//! SQLite persistence layer.

use super::CustomerStore;
use crate::{
    aggregate::TransactionStats,
    customer::{CustomerRecord, DerivedFields},
    error::SegResult,
    transaction::TransactionRecord,
};
use rusqlite::{params, Connection, OptionalExtension, Row};

pub struct SqliteStore {
    conn: Connection,
}

impl SqliteStore {
    pub fn open(path: &str) -> SegResult<Self> {
        let conn = Connection::open_with_flags(
            path,
            rusqlite::OpenFlags::SQLITE_OPEN_READ_WRITE
                | rusqlite::OpenFlags::SQLITE_OPEN_CREATE
                | rusqlite::OpenFlags::SQLITE_OPEN_URI,
        )?;
        // WAL mode only for real files (shared-memory and :memory: ignore it).
        let _ = conn.execute_batch("PRAGMA journal_mode=WAL;");
        Ok(Self { conn })
    }

    /// Open an in-memory database (used in tests).
    pub fn in_memory() -> SegResult<Self> {
        let conn = Connection::open(":memory:")?;
        Ok(Self { conn })
    }

    /// Apply all schema migrations in order. Safe to call repeatedly.
    pub fn migrate(&self) -> SegResult<()> {
        self.conn
            .execute_batch(include_str!("../../../migrations/001_foundation.sql"))?;
        Ok(())
    }
}

fn customer_from_row(row: &Row<'_>) -> rusqlite::Result<CustomerRecord> {
    Ok(CustomerRecord {
        id: row.get(0)?,
        company_name: row.get(1)?,
        monthly_spend: row.get(2)?,
        spend_volatility: row.get(3)?,
        international_ratio: row.get(4)?,
        payment_timeliness_score: row.get(5)?,
        segment: row.get(6)?,
        segment_id: row
            .get::<_, Option<i64>>(7)?
            .map(|v| usize::try_from(v).map_err(|_| rusqlite::Error::IntegralValueOutOfRange(7, v)))
            .transpose()?,
        total_transactions: row.get::<_, i64>(8)? as u64,
        avg_transaction_value: row.get(9)?,
        top_merchant_category: row.get(10)?,
    })
}

impl CustomerStore for SqliteStore {
    // ── Customer ──────────────────────────────────────────────────

    fn find_customers(&self, limit: usize) -> SegResult<Vec<CustomerRecord>> {
        let mut stmt = self.conn.prepare_cached(
            "SELECT customer_id, company_name, monthly_spend, spend_volatility,
                    international_ratio, payment_timeliness_score, segment, segment_id,
                    total_transactions, avg_transaction_value, top_merchant_category
             FROM customer ORDER BY rowid ASC LIMIT ?1",
        )?;
        let rows = stmt.query_map(params![limit as i64], customer_from_row)?;
        rows.collect::<Result<Vec<_>, _>>().map_err(Into::into)
    }

    fn find_customer(&self, customer_id: &str) -> SegResult<Option<CustomerRecord>> {
        let mut stmt = self.conn.prepare_cached(
            "SELECT customer_id, company_name, monthly_spend, spend_volatility,
                    international_ratio, payment_timeliness_score, segment, segment_id,
                    total_transactions, avg_transaction_value, top_merchant_category
             FROM customer WHERE customer_id = ?1",
        )?;
        stmt.query_row(params![customer_id], customer_from_row)
            .optional()
            .map_err(Into::into)
    }

    fn update_customer_derived_fields(&self, customer_id: &str, fields: &DerivedFields) -> SegResult<()> {
        self.conn.execute(
            "UPDATE customer SET segment = ?1, segment_id = ?2, total_transactions = ?3,
                    avg_transaction_value = ?4, top_merchant_category = ?5
             WHERE customer_id = ?6",
            params![
                fields.segment.name(),
                fields.segment_id as i64,
                fields.stats.total_transactions as i64,
                fields.stats.avg_transaction_value,
                &fields.stats.top_merchant_category,
                customer_id,
            ],
        )?;
        Ok(())
    }

    fn update_customer_stats(&self, customer_id: &str, stats: &TransactionStats) -> SegResult<()> {
        self.conn.execute(
            "UPDATE customer SET total_transactions = ?1, avg_transaction_value = ?2,
                    top_merchant_category = ?3
             WHERE customer_id = ?4",
            params![
                stats.total_transactions as i64,
                stats.avg_transaction_value,
                &stats.top_merchant_category,
                customer_id,
            ],
        )?;
        Ok(())
    }

    fn insert_customers(&self, customers: &[CustomerRecord]) -> SegResult<()> {
        let tx = self.conn.unchecked_transaction()?;
        {
            let mut stmt = tx.prepare_cached(
                "INSERT INTO customer (
                    customer_id, company_name, monthly_spend, spend_volatility,
                    international_ratio, payment_timeliness_score, segment, segment_id,
                    total_transactions, avg_transaction_value, top_merchant_category
                ) VALUES (?1, ?2, ?3, ?4, ?5, ?6, ?7, ?8, ?9, ?10, ?11)",
            )?;
            for c in customers {
                stmt.execute(params![
                    &c.id,
                    &c.company_name,
                    c.monthly_spend,
                    c.spend_volatility,
                    c.international_ratio,
                    c.payment_timeliness_score,
                    &c.segment,
                    c.segment_id.map(|v| v as i64),
                    c.total_transactions as i64,
                    c.avg_transaction_value,
                    &c.top_merchant_category,
                ])?;
            }
        }
        tx.commit()?;
        Ok(())
    }

    // ── Transactions ──────────────────────────────────────────────

    fn find_transactions(&self, customer_id: &str, limit: usize) -> SegResult<Vec<TransactionRecord>> {
        let mut stmt = self.conn.prepare_cached(
            "SELECT transaction_id, customer_id, amount, merchant_category,
                    is_international, transaction_date, merchant_name
             FROM card_transaction WHERE customer_id = ?1
             ORDER BY rowid ASC LIMIT ?2",
        )?;
        let rows = stmt.query_map(params![customer_id, limit as i64], |row| {
            Ok(TransactionRecord {
                id: row.get(0)?,
                customer_id: row.get(1)?,
                amount: row.get(2)?,
                merchant_category: row.get(3)?,
                is_international: row.get::<_, i32>(4)? != 0,
                transaction_date: row.get(5)?,
                merchant_name: row.get(6)?,
            })
        })?;
        rows.collect::<Result<Vec<_>, _>>().map_err(Into::into)
    }

    fn insert_transactions(&self, transactions: &[TransactionRecord]) -> SegResult<()> {
        let tx = self.conn.unchecked_transaction()?;
        {
            let mut stmt = tx.prepare_cached(
                "INSERT INTO card_transaction (
                    transaction_id, customer_id, amount, merchant_category,
                    is_international, transaction_date, merchant_name
                ) VALUES (?1, ?2, ?3, ?4, ?5, ?6, ?7)",
            )?;
            for t in transactions {
                stmt.execute(params![
                    &t.id,
                    &t.customer_id,
                    t.amount,
                    &t.merchant_category,
                    if t.is_international { 1 } else { 0 },
                    t.transaction_date,
                    &t.merchant_name,
                ])?;
            }
        }
        tx.commit()?;
        Ok(())
    }

    fn count_transactions(&self) -> SegResult<u64> {
        let count: i64 = self
            .conn
            .query_row("SELECT COUNT(*) FROM card_transaction", [], |row| row.get(0))?;
        Ok(count as u64)
    }

    fn reset(&self) -> SegResult<()> {
        self.conn
            .execute_batch("DELETE FROM card_transaction; DELETE FROM customer;")?;
        Ok(())
    }
}

#[cfg(test)]
mod tests {
    use super::*;
    use crate::label::SegmentLabel;
    use chrono::{TimeZone, Utc};

    fn store() -> SqliteStore {
        let store = SqliteStore::in_memory().unwrap();
        store.migrate().unwrap();
        store
    }

    #[test]
    fn migrate_is_idempotent() {
        let store = store();
        store.migrate().unwrap();
    }

    #[test]
    fn customers_keep_insertion_order_and_derived_fields_persist() {
        let store = store();
        store
            .insert_customers(&[
                CustomerRecord::new("c-2", "Zeta Corp", 5_000.0, 0.2, 0.1, 0.9),
                CustomerRecord::new("c-1", "Alpha Inc", 50_000.0, 0.4, 0.5, 0.7),
            ])
            .unwrap();

        store
            .update_customer_derived_fields(
                "c-1",
                &DerivedFields {
                    segment: SegmentLabel::TravelHeavy,
                    segment_id: 2,
                    stats: TransactionStats {
                        total_transactions: 3,
                        avg_transaction_value: 12.5,
                        top_merchant_category: "Hotels & Lodging".into(),
                    },
                },
            )
            .unwrap();

        let customers = store.find_customers(1000).unwrap();
        assert_eq!(customers[0].id, "c-2");
        assert_eq!(customers[0].segment, None);
        assert_eq!(customers[0].segment_id, None);
        assert_eq!(customers[1].segment_label(), Some(SegmentLabel::TravelHeavy));
        assert_eq!(customers[1].segment_id, Some(2));
        assert_eq!(customers[1].total_transactions, 3);
        assert_eq!(customers[1].top_merchant_category, "Hotels & Lodging");
    }

    #[test]
    fn find_customer_by_id() {
        let store = store();
        store
            .insert_customers(&[CustomerRecord::new("c-1", "Alpha Inc", 50_000.0, 0.4, 0.5, 0.7)])
            .unwrap();

        let found = store.find_customer("c-1").unwrap().expect("c-1 exists");
        assert_eq!(found.company_name, "Alpha Inc");
        assert!(store.find_customer("c-404").unwrap().is_none());
    }

    #[test]
    fn negative_segment_index_is_rejected_on_write() {
        let store = store();
        store
            .insert_customers(&[CustomerRecord::new("c-1", "Alpha Inc", 50_000.0, 0.4, 0.5, 0.7)])
            .unwrap();
        let result = store.conn.execute(
            "UPDATE customer SET segment = 'Stable Mature Accounts', segment_id = -1
             WHERE customer_id = 'c-1'",
            [],
        );
        assert!(result.is_err(), "CHECK constraint should refuse a negative segment_id");
    }

    #[test]
    fn negative_segment_index_is_a_read_error_not_a_huge_index() {
        // Schema without the CHECK, as an older database file would have.
        let store = SqliteStore::in_memory().unwrap();
        store
            .conn
            .execute_batch(
                "CREATE TABLE customer (
                    customer_id TEXT PRIMARY KEY, company_name TEXT, monthly_spend REAL,
                    spend_volatility REAL, international_ratio REAL,
                    payment_timeliness_score REAL, segment TEXT, segment_id INTEGER,
                    total_transactions INTEGER, avg_transaction_value REAL,
                    top_merchant_category TEXT
                 );
                 INSERT INTO customer VALUES
                    ('c-1', 'Alpha Inc', 1.0, 0.1, 0.1, 0.9, 'At-Risk', -1, 0, 0.0, '');",
            )
            .unwrap();

        let err = store.find_customers(10).unwrap_err();
        assert!(err.is_storage_failure(), "unexpected error {err:?}");
        assert!(store.find_customer("c-1").is_err());
    }

    #[test]
    fn transactions_round_trip_and_respect_limit() {
        let store = store();
        let when = Utc.with_ymd_and_hms(2025, 1, 15, 12, 30, 0).unwrap();
        let txns: Vec<TransactionRecord> = (0..5)
            .map(|i| TransactionRecord {
                id: format!("t-{i}"),
                customer_id: "c-1".into(),
                amount: 100.0 + i as f64,
                merchant_category: "Restaurants".into(),
                is_international: i % 2 == 0,
                transaction_date: when,
                merchant_name: "Acme Restaurants".into(),
            })
            .collect();
        store.insert_transactions(&txns).unwrap();

        let all = store.find_transactions("c-1", 1000).unwrap();
        assert_eq!(all, txns);
        assert_eq!(store.find_transactions("c-1", 2).unwrap().len(), 2);
        assert!(store.find_transactions("c-404", 1000).unwrap().is_empty());
        assert_eq!(store.count_transactions().unwrap(), 5);

        store.reset().unwrap();
        assert_eq!(store.count_transactions().unwrap(), 0);
    }
}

> Exercise brief:
Please output, exactly, the lines of the listing from the one containing "store.insert_transactions(&txns).unwrap();" through the last, inclusive, and no other lines.

> Response to the exercise:
        store.insert_transactions(&txns).unwrap();

        let all = store.find_transactions("c-1", 1000).unwrap();
        assert_eq!(all, txns);
        assert_eq!(store.find_transactions("c-1", 2).unwrap().len(), 2);
        assert!(store.find_transactions("c-404", 1000).unwrap().is_empty());
        assert_eq!(store.count_transactions().unwrap(), 5);

        store.reset().unwrap();
        assert_eq!(store.count_transactions().unwrap(), 0);
    }
}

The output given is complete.